── Given records
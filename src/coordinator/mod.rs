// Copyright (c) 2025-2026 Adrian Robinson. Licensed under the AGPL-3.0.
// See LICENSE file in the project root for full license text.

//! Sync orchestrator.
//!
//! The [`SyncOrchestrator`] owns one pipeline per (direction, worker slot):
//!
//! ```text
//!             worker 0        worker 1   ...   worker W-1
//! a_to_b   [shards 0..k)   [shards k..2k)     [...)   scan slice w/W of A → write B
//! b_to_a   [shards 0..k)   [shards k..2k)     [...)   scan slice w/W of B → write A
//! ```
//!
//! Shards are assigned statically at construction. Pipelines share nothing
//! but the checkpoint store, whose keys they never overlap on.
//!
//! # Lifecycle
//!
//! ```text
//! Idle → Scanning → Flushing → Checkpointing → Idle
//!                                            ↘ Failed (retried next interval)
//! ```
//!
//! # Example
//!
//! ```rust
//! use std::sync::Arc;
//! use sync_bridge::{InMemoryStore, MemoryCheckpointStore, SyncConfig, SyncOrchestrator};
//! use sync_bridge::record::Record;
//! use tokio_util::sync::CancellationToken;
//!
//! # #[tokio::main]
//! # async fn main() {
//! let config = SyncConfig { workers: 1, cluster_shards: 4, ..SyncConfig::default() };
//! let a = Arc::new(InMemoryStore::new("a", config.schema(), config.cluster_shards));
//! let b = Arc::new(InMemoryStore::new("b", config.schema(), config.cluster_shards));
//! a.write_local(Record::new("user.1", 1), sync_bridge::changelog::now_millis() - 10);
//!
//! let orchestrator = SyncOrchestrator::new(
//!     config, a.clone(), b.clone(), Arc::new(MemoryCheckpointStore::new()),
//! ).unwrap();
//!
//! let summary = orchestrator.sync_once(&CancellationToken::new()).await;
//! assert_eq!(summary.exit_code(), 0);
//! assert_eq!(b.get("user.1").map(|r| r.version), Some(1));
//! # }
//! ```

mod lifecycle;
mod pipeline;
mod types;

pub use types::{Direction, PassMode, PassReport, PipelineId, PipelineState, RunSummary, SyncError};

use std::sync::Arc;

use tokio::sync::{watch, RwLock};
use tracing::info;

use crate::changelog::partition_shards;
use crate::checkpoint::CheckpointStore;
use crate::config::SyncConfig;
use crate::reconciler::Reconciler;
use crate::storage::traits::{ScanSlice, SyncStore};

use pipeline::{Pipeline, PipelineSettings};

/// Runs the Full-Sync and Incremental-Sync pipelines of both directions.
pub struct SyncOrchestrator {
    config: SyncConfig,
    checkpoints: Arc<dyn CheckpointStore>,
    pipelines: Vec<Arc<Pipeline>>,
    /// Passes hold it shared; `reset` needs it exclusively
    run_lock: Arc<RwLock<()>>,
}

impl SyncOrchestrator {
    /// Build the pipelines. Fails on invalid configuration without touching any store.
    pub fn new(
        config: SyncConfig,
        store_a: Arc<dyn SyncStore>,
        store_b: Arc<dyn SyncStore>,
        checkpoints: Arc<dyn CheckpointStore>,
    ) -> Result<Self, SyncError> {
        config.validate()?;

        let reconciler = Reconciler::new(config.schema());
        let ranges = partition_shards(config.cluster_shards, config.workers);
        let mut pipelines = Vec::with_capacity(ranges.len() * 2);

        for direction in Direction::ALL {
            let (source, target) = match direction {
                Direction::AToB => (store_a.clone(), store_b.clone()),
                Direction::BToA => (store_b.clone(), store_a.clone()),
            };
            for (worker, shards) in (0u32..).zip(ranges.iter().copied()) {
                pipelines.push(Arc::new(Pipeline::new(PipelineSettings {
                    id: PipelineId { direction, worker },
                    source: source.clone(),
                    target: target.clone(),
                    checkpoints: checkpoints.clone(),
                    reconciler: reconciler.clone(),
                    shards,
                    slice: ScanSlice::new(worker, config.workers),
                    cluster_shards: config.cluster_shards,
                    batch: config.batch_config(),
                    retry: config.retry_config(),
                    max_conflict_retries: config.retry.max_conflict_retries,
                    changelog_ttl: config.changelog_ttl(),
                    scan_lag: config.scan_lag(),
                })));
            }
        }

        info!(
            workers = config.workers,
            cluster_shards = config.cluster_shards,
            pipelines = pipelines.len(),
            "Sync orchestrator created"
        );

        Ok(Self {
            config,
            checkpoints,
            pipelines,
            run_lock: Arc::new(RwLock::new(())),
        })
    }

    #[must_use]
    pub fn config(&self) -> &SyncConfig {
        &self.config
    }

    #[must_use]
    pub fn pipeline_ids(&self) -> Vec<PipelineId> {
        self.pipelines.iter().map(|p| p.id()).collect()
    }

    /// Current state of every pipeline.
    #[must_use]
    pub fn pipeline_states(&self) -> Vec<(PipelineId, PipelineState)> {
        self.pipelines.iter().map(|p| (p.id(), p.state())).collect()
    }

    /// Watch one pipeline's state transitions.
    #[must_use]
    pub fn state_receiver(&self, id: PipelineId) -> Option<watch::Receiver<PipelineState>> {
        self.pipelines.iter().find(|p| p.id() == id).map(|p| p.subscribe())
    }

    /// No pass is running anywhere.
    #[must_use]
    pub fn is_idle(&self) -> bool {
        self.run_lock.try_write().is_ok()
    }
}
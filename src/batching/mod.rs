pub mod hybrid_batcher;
────
> _Work instructions_
Return every line of the listing that has the word "PipelineId" in it.

> _Solved exercise_
pub use types::{Direction, PassMode, PassReport, PipelineId, PipelineState, RunSummary, SyncError};
                    id: PipelineId { direction, worker },
    pub fn pipeline_ids(&self) -> Vec<PipelineId> {
    pub fn pipeline_states(&self) -> Vec<(PipelineId, PipelineState)> {
    pub fn state_receiver(&self, id: PipelineId) -> Option<watch::Receiver<PipelineState>> {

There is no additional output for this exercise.